# How to Migrate database from MySQL to PostgreSQL

Source: https://www.bytebase.com/reference/postgres/how-to/how-to-migrate-database-from-mysql-to-postgres/

---

## When you should consider migrating from MySQL to PostgreSQL

### Advanced feature requirements

- **Complex Data Types**: PostgreSQL provides robust support for JSON, arrays, hstore, and custom types, making it ideal for applications with complex data structures.
- **Geospatial Support**: PostgreSQL with PostGIS offers superior geospatial capabilities compared to MySQL's spatial extensions.

### Scalability needs

- **Table Partitioning**: PostgreSQL's declarative partitioning is more flexible and powerful than MySQL's partitioning system.
- **Parallel Query Execution**: PostgreSQL can utilize multiple CPU cores for single queries, improving performance for complex analytical workloads.
- **Advanced Indexing**: PostgreSQL supports more index types (B-tree, Hash, GiST, SP-GiST, GIN, and BRIN) and offers partial and expression indexes.

### Licensing concerns

PostgreSQL offers freedoms that MySQL's GPL version doesn't:

- **Permissive License**: PostgreSQL uses a PostgreSQL License (similar to MIT/BSD), which:

  - Allows unrestricted use in proprietary applications
  - Doesn't require source code disclosure
  - Permits creating closed-source derivatives

- **Unrestricted Embedding**: You can embed PostgreSQL in commercial products without licensing fees or source code obligations.
- **Fork Freedom**: You can create proprietary forks of PostgreSQL without license obligations.
- **No Corporate Control**: PostgreSQL is developed by a community organization rather than a single company, reducing concerns about commercial interests affecting the license.

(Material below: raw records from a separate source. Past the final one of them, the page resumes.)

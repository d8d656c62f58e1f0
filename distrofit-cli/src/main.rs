//! Entry point for the command-line interface.
#![forbid(unsafe_code)]

use distrofit_cli::CliError;

fn main() {
    env_logger::Builder::from_env(env_logger::Env::default().default_filter_or("warn")).init();
    match distrofit_cli::run() {
        Ok(()) => {}
        Err(CliError::ArgumentParsing(err)) => err.exit(),
        Err(err) => {
            eprintln!("distrofit: {err}");
            std::process::exit(1);
        }
    }
}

## When you should think twice

- If your application handles a high volume of write operations, PostgreSQL may perform less efficiently. Check [Uber's switch from PostgreSQL to MySQL](https://www.uber.com/en-SG/blog/postgres-to-mysql-migration/)
- All-in-one vs best of breed. While PostgreSQL is like an all-in-one database thanks to its extensible architecture, it may be better to let your relational database handle transactional processing and use more specialized systems for analytical processing, full-text search, etc. If you are considering migrating databases, yours has likely reached a certain scale and encountered bottlenecks. The all-in-one approach is more desirable when you’re just getting started.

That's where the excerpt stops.